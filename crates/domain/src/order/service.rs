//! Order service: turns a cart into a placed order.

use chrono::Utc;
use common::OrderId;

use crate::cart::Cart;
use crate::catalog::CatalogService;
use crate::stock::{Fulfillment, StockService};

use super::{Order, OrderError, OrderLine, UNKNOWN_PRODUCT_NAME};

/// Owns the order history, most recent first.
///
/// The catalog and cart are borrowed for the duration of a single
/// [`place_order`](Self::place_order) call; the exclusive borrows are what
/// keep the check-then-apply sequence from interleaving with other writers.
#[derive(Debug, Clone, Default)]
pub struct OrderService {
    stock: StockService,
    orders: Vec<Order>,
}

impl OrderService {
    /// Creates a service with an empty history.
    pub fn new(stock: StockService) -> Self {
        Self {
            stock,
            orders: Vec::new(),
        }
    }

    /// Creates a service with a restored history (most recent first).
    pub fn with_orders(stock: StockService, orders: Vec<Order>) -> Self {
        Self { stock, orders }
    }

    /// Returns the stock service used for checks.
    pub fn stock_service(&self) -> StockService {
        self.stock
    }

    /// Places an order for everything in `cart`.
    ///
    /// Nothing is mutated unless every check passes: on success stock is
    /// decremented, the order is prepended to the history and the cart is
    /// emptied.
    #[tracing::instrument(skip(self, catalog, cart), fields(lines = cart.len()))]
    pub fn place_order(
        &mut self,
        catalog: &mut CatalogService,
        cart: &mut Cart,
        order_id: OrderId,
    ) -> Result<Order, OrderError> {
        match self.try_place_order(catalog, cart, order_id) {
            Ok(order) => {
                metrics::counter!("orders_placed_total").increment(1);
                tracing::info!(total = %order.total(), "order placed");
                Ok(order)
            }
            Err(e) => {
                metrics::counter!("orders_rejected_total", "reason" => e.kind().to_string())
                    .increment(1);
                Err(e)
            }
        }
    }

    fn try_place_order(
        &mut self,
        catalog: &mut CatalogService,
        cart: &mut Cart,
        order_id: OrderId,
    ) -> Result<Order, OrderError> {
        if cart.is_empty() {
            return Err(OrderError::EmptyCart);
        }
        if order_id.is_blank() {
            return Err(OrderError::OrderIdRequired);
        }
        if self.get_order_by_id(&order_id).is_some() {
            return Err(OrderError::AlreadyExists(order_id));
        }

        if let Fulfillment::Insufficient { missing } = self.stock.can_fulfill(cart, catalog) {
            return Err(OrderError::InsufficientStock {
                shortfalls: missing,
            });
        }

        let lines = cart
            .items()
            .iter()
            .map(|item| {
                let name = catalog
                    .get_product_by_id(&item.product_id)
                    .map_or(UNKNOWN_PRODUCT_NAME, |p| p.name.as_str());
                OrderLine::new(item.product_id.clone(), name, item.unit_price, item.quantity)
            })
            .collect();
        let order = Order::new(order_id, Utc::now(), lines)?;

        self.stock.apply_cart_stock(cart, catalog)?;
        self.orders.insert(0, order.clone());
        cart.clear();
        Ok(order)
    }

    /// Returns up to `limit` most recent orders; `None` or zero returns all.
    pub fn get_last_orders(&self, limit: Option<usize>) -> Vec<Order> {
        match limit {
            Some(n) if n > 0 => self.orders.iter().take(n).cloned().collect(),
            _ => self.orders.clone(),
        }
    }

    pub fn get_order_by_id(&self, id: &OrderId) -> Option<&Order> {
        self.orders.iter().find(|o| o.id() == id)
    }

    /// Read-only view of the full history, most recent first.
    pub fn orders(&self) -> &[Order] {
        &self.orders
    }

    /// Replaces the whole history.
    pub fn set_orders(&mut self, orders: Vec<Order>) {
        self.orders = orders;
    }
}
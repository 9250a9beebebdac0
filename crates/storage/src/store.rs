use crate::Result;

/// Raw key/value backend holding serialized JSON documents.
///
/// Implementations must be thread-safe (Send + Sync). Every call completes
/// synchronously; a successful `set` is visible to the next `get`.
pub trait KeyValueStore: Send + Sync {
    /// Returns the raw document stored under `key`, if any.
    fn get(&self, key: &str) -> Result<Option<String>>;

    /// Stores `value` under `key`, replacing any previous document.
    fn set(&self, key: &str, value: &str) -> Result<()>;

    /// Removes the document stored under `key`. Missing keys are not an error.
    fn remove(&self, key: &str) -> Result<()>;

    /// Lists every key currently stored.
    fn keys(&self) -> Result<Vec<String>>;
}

__TASK PROMPT__:
The response should consist of the number of lines in the data that hold the word "filename", with nothing added.

__REPLY__:
2